Optimization of C code

Question

For an assignment of a course called High Performance Computing, I required to optimize the following code fragment:

int foobar(int a, int b, int N) {     int i, j, k, x, y;     x = 0;     y = 0;     k = 256;     for (i = 0; i <= N; i++) {         for (j = i + 1; j <= N; j++) {             x = x + 4*(2*i+j)*(i+2*k);             if (i > j){                y = y + 8*(i-j);             }else{                y = y + 8*(j-i);             }         }     }     return x; } 

Using some recommendations, I managed to optimize the code (or at least I think so), such as:

1. Constant Propagation
2. Algebraic Simplification
3. Copy Propagation
4. Common Subexpression Elimination
5. Dead Code Elimination
6. Loop Invariant Removal
7. bitwise shifts instead of multiplication as they are less expensive.

Here's my code:

int foobar(int a, int b, int N) {      int i, j, x, y, t;     x = 0;     y = 0;     for (i = 0; i <= N; i++) {         t = i + 512;         for (j = i + 1; j <= N; j++) {             x = x + ((i<<3) + (j<<2))*t;         }     }     return x; } 

According to my instructor, a well optimized code instructions should have fewer or less costly instructions in assembly language level.And therefore must be run, the instructions in less time than the original code, ie calculations are made with::

execution time = instruction count * cycles per instruction

When I generate assembly code using the command: gcc -o code_opt.s -S foobar.c,

the generated code has many more lines than the original despite having made ​​some optimizations, and run-time is lower, but not as much as in the original code. What am I doing wrong?

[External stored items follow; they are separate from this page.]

//! # thing-tool
//!
//! A command-line front end over the standard HealthVault item types. It
//! reads thing fragments from files, decodes them with the type registered
//! for their root element (or the type given with `--type-id`) and reports,
//! rewrites or prints them. No network I/O is performed.

use std::io::Write;

use healthvault_item_types::standard_registry;
use healthvault_thing::ThingContext;
use tracing::debug;

pub mod commands;
pub mod config;

pub use config::{Command, ToolConfig};

/// Installs a stderr subscriber. `RUST_LOG` takes precedence over `level`.
pub fn init_logging(level: &str) {
    use tracing_subscriber::{EnvFilter, fmt, prelude::*};

    let filter = EnvFilter::try_from_default_env().unwrap_or_else(|_| {
        EnvFilter::new(format!(
            "thing_tool={level},healthvault_thing_tool={level},healthvault_thing={level},healthvault_item_types={level}"
        ))
    });

    tracing_subscriber::registry()
        .with(fmt::layer().with_writer(std::io::stderr))
        .with(filter)
        .init();
}

/// Runs the configured command, writing its report to `out`.
///
/// Returns `Ok(false)` when the command ran but found the input invalid.
pub fn run(config: &ToolConfig, out: &mut dyn Write) -> anyhow::Result<bool> {
    let context = ThingContext::with_settings(standard_registry()?, config.codec_settings()?);
    debug!(command = ?config.command, "running");

    match &config.command {
        Command::Types => commands::types(&context, out).map(|()| true),
        Command::Describe(args) => commands::describe(&context, &args.type_name, out).map(|()| true),
        Command::Validate(args) => commands::validate(&context, config.type_id, &args.file, out),
        Command::Normalize(args) => commands::normalize(
            &context,
            config.type_id,
            &args.file,
            args.output.as_deref(),
            out,
        ),
        Command::Inspect(args) => commands::inspect(&context, config.type_id, &args.file, out),
    }
}
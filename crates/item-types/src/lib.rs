//! # HealthVault item types
//!
//! Schema descriptors for the standard thing types. Each module exposes the
//! type's stable [`TYPE_ID`](concern::TYPE_ID), its root element name, the
//! field names of its layout and a lazily built [`SchemaDescriptor`].
//!
//! ```
//! use healthvault_item_types::{concern, standard_registry};
//! use healthvault_thing::{CodableValue, ThingContext};
//!
//! let context = ThingContext::new(standard_registry()?);
//! let record = context
//!     .new_record(concern::TYPE_ID)?
//!     .with(concern::DESCRIPTION, CodableValue::new("anxiety"))?;
//! assert_eq!(
//!     context.serialize_to_string(&record)?,
//!     "<concern><description><text>anxiety</text></description></concern>"
//! );
//! # Ok::<(), Box<dyn std::error::Error>>(())
//! ```

use std::sync::Arc;

use healthvault_thing::{RegistryError, SchemaDescriptor, TypeRegistry};
use tracing::debug;

pub mod concern;
pub mod diabetes_profile;
pub mod insulin;
pub mod layouts;
pub mod pregnancy;
pub mod sleep;

/// Every standard descriptor, in registration order.
pub fn descriptors() -> [&'static SchemaDescriptor; 5] {
    [
        concern::descriptor(),
        pregnancy::descriptor(),
        sleep::descriptor(),
        insulin::descriptor(),
        diabetes_profile::descriptor(),
    ]
}

/// Registers every standard descriptor with `registry`.
///
/// Registering into a registry that already holds the same descriptors is a
/// no-op.
pub fn register_all(registry: &TypeRegistry) -> Result<(), RegistryError> {
    register(registry, &descriptors())?;
    debug!(count = registry.len(), "standard item types registered");
    Ok(())
}

/// A frozen registry holding the standard item types.
pub fn standard_registry() -> Result<Arc<TypeRegistry>, RegistryError> {
    frozen_registry(&descriptors())
}

fn register(registry: &TypeRegistry, descriptors: &[&SchemaDescriptor]) -> Result<(), RegistryError> {
    for descriptor in descriptors {
        registry.register(descriptor.type_id(), (*descriptor).clone())?;
    }
    Ok(())
}

fn frozen_registry(descriptors: &[&SchemaDescriptor]) -> Result<Arc<TypeRegistry>, RegistryError> {
    let registry = TypeRegistry::new();
    register(&registry, descriptors)?;
    registry.freeze();
    Ok(Arc::new(registry))
}
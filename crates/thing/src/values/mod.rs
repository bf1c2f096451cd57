//! Primitive and composite value types.
//!
//! Component types such as [`ApproximateDate`] keep their parts private and
//! check ranges in every constructor and setter, so an out-of-range value
//! cannot be built in memory. Composite types built only from checked parts
//! expose their fields directly.

mod codable;
mod date;
mod datetime;
mod measurement;
mod structure;
mod time;

use rust_decimal::Decimal;
use serde::Serialize;

pub use codable::{CodableValue, CodedValue};
pub use date::{ApproximateDate, HealthServiceDate, MAX_YEAR, MIN_YEAR};
pub use datetime::{ApproximateDateTime, HealthServiceDateTime};
pub use measurement::{DisplayValue, Measurement};
pub use structure::{StructValue, UnknownElement};
pub(crate) use structure::{Entry, entry_path, field_path};
pub use time::ApproximateTime;

/// A field value of any kind.
#[derive(Debug, Clone, PartialEq, Serialize)]
#[serde(untagged)]
pub enum Value {
    Text(String),
    Integer(i64),
    Decimal(Decimal),
    Boolean(bool),
    Codable(CodableValue),
    ApproximateDate(ApproximateDate),
    ApproximateTime(ApproximateTime),
    ApproximateDateTime(ApproximateDateTime),
    HealthServiceDate(HealthServiceDate),
    HealthServiceDateTime(HealthServiceDateTime),
    Measurement(Measurement),
    Structure(StructValue),
}

impl Value {
    pub fn kind_name(&self) -> &'static str {
        match self {
            Value::Text(_) => "text",
            Value::Integer(_) => "integer",
            Value::Decimal(_) => "decimal",
            Value::Boolean(_) => "boolean",
            Value::Codable(_) => "codable value",
            Value::ApproximateDate(_) => "approximate date",
            Value::ApproximateTime(_) => "approximate time",
            Value::ApproximateDateTime(_) => "approximate date-time",
            Value::HealthServiceDate(_) => "health service date",
            Value::HealthServiceDateTime(_) => "health service date-time",
            Value::Measurement(_) => "measurement",
            Value::Structure(_) => "structure",
        }
    }

    pub fn as_text(&self) -> Option<&str> {
        match self {
            Value::Text(text) => Some(text),
            _ => None,
        }
    }

    pub fn as_integer(&self) -> Option<i64> {
        match self {
            Value::Integer(value) => Some(*value),
            _ => None,
        }
    }

    pub fn as_decimal(&self) -> Option<Decimal> {
        match self {
            Value::Decimal(value) => Some(*value),
            _ => None,
        }
    }

    pub fn as_bool(&self) -> Option<bool> {
        match self {
            Value::Boolean(value) => Some(*value),
            _ => None,
        }
    }

    pub fn as_codable(&self) -> Option<&CodableValue> {
        match self {
            Value::Codable(value) => Some(value),
            _ => None,
        }
    }

    pub fn as_approximate_date(&self) -> Option<&ApproximateDate> {
        match self {
            Value::ApproximateDate(value) => Some(value),
            _ => None,
        }
    }

    pub fn as_approximate_time(&self) -> Option<&ApproximateTime> {
        match self {
            Value::ApproximateTime(value) => Some(value),
            _ => None,
        }
    }

    pub fn as_approximate_date_time(&self) -> Option<&ApproximateDateTime> {
        match self {
            Value::ApproximateDateTime(value) => Some(value),
            _ => None,
        }
    }

    pub fn as_health_service_date(&self) -> Option<&HealthServiceDate> {
        match self {
            Value::HealthServiceDate(value) => Some(value),
            _ => None,
        }
    }

    pub fn as_health_service_date_time(&self) -> Option<&HealthServiceDateTime> {
        match self {
            Value::HealthServiceDateTime(value) => Some(value),
            _ => None,
        }
    }

    pub fn as_measurement(&self) -> Option<&Measurement> {
        match self {
            Value::Measurement(value) => Some(value),
            _ => None,
        }
    }

    pub fn as_structure(&self) -> Option<&StructValue> {
        match self {
            Value::Structure(value) => Some(value),
            _ => None,
        }
    }
}

impl From<String> for Value {
    fn from(value: String) -> Self {
        Value::Text(value)
    }
}

impl From<&str> for Value {
    fn from(value: &str) -> Self {
        Value::Text(value.to_string())
    }
}

impl From<i64> for Value {
    fn from(value: i64) -> Self {
        Value::Integer(value)
    }
}

impl From<i32> for Value {
    fn from(value: i32) -> Self {
        Value::Integer(value.into())
    }
}

impl From<Decimal> for Value {
    fn from(value: Decimal) -> Self {
        Value::Decimal(value)
    }
}

impl From<bool> for Value {
    fn from(value: bool) -> Self {
        Value::Boolean(value)
    }
}

impl From<CodableValue> for Value {
    fn from(value: CodableValue) -> Self {
        Value::Codable(value)
    }
}

impl From<ApproximateDate> for Value {
    fn from(value: ApproximateDate) -> Self {
        Value::ApproximateDate(value)
    }
}

impl From<ApproximateTime> for Value {
    fn from(value: ApproximateTime) -> Self {
        Value::ApproximateTime(value)
    }
}

impl From<ApproximateDateTime> for Value {
    fn from(value: ApproximateDateTime) -> Self {
        Value::ApproximateDateTime(value)
    }
}

impl From<HealthServiceDate> for Value {
    fn from(value: HealthServiceDate) -> Self {
        Value::HealthServiceDate(value)
    }
}

impl From<HealthServiceDateTime> for Value {
    fn from(value: HealthServiceDateTime) -> Self {
        Value::HealthServiceDateTime(value)
    }
}

impl From<Measurement> for Value {
    fn from(value: Measurement) -> Self {
        Value::Measurement(value)
    }
}

impl From<StructValue> for Value {
    fn from(value: StructValue) -> Self {
        Value::Structure(value)
    }
}
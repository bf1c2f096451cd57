//! Stable type identifiers.

use std::fmt;
use std::str::FromStr;

use serde::{Deserialize, Serialize};
use uuid::Uuid;

/// Identifier of a thing schema.
///
/// Every entity type has one fixed UUID; it travels in the envelope around
/// the type-specific fragment and is the key into the
/// [`TypeRegistry`](crate::TypeRegistry).
#[derive(Debug, Clone, Copy, PartialEq, Eq, Hash, PartialOrd, Ord, Serialize, Deserialize)]
#[serde(transparent)]
pub struct ThingTypeId(Uuid);

impl ThingTypeId {
    pub const fn new(uuid: Uuid) -> Self {
        Self(uuid)
    }

    /// Builds an identifier from its 128-bit value, usable in constants.
    pub const fn from_u128(value: u128) -> Self {
        Self(Uuid::from_u128(value))
    }

    pub fn as_uuid(&self) -> &Uuid {
        &self.0
    }
}

impl fmt::Display for ThingTypeId {
    fn fmt(&self, f: &mut fmt::Formatter<'_>) -> fmt::Result {
        self.0.hyphenated().fmt(f)
    }
}

impl FromStr for ThingTypeId {
    type Err = uuid::Error;

    /// Parses any UUID text form; case is ignored.
    fn from_str(s: &str) -> Result<Self, Self::Err> {
        Uuid::parse_str(s.trim()).map(Self)
    }
}

impl From<Uuid> for ThingTypeId {
    fn from(uuid: Uuid) -> Self {
        Self(uuid)
    }
}
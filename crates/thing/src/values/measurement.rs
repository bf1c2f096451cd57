use rust_decimal::Decimal;
use serde::Serialize;

/// A value as the user entered or saw it, with its units.
#[derive(Debug, Clone, PartialEq, Eq, Hash, Serialize)]
pub struct DisplayValue {
    pub value: Decimal,
    pub units: Option<String>,
    pub units_code: Option<String>,
}

impl DisplayValue {
    pub fn new(value: Decimal, units: impl Into<String>) -> Self {
        Self {
            value,
            units: Some(units.into()),
            units_code: None,
        }
    }

    pub fn with_units_code(mut self, code: impl Into<String>) -> Self {
        self.units_code = Some(code.into());
        self
    }
}

/// A quantity in the canonical unit of its kind, with an optional display
/// form. Which unit applies is declared by the field, see
/// [`MeasurementKind`](crate::MeasurementKind).
#[derive(Debug, Clone, PartialEq, Eq, Hash, Serialize)]
pub struct Measurement {
    pub value: Decimal,
    pub display: Option<DisplayValue>,
}

impl Measurement {
    pub fn new(value: Decimal) -> Self {
        Self {
            value,
            display: None,
        }
    }

    pub fn with_display(mut self, display: DisplayValue) -> Self {
        self.display = Some(display);
        self
    }
}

Do not paste the assembly code as both are very extensive. So I'm calling the function "foobar" in the main and I am measuring the execution time using the time command in linux

int main () {     int a,b,N;      scanf ("%d %d %d",&a,&b,&N);     printf ("%d\n",foobar (a,b,N));     return 0; } 

Answer 1

Initially:

for (i = 0; i <= N; i++) {     for (j = i + 1; j <= N; j++) {         x = x + 4*(2*i+j)*(i+2*k);         if (i > j){            y = y + 8*(i-j);         }else{            y = y + 8*(j-i);         }     } } 

Removing y calculations:

for (i = 0; i <= N; i++) {     for (j = i + 1; j <= N; j++) {         x = x + 4*(2*i+j)*(i+2*k);     } } 

Splitting i, j, k:

for (i = 0; i <= N; i++) {     for (j = i + 1; j <= N; j++) {         x = x + 8*i*i + 16*i*k ;                // multiple of  1  (no j)         x = x + (4*i + 8*k)*j ;                 // multiple of  j     } } 

Moving them externally (and removing the loop that runs N-i times):

for (i = 0; i <= N; i++) {     x = x + (8*i*i + 16*i*k) * (N-i) ;     x = x + (4*i + 8*k) * ((N*N+N)/2 - (i*i+i)/2) ; } 

Rewritting:

for (i = 0; i <= N; i++) {     x = x +         ( 8*k*(N*N+N)/2 ) ;     x = x +   i   * ( 16*k*N + 4*(N*N+N)/2 + 8*k*(-1/2) ) ;     x = x +  i*i  * ( 8*N + 16*k*(-1) + 4*(-1/2) + 8*k*(-1/2) );     x = x + i*i*i * ( 8*(-1) + 4*(-1/2) ) ; } 

Rewritting - recalculating:

for (i = 0; i <= N; i++) {     x = x + 4*k*(N*N+N) ;                            // multiple of 1     x = x +   i   * ( 16*k*N + 2*(N*N+N) - 4*k ) ;   // multiple of i     x = x +  i*i  * ( 8*N - 20*k - 2 ) ;             // multiple of i^2     x = x + i*i*i * ( -10 ) ;                        // multiple of i^3 } 

Another move to external (and removal of the i loop):

x = x + ( 4*k*(N*N+N) )              * (N+1) ; x = x + ( 16*k*N + 2*(N*N+N) - 4*k ) * ((N*(N+1))/2) ; x = x + ( 8*N - 20*k - 2 )           * ((N*(N+1)*(2*N+1))/6); x = x + (-10)                        * ((N*N*(N+1)*(N+1))/4) ; 

Both the above loop removals use the summation formulas:

Sum(1, i = 0..n) = n+1
Sum(i¹, i = 0..n) = n(n + 1)/2
Sum(i², i = 0..n) = n(n + 1)(2n + 1)/6
Sum(i³, i = 0..n) = n²(n + 1)²/4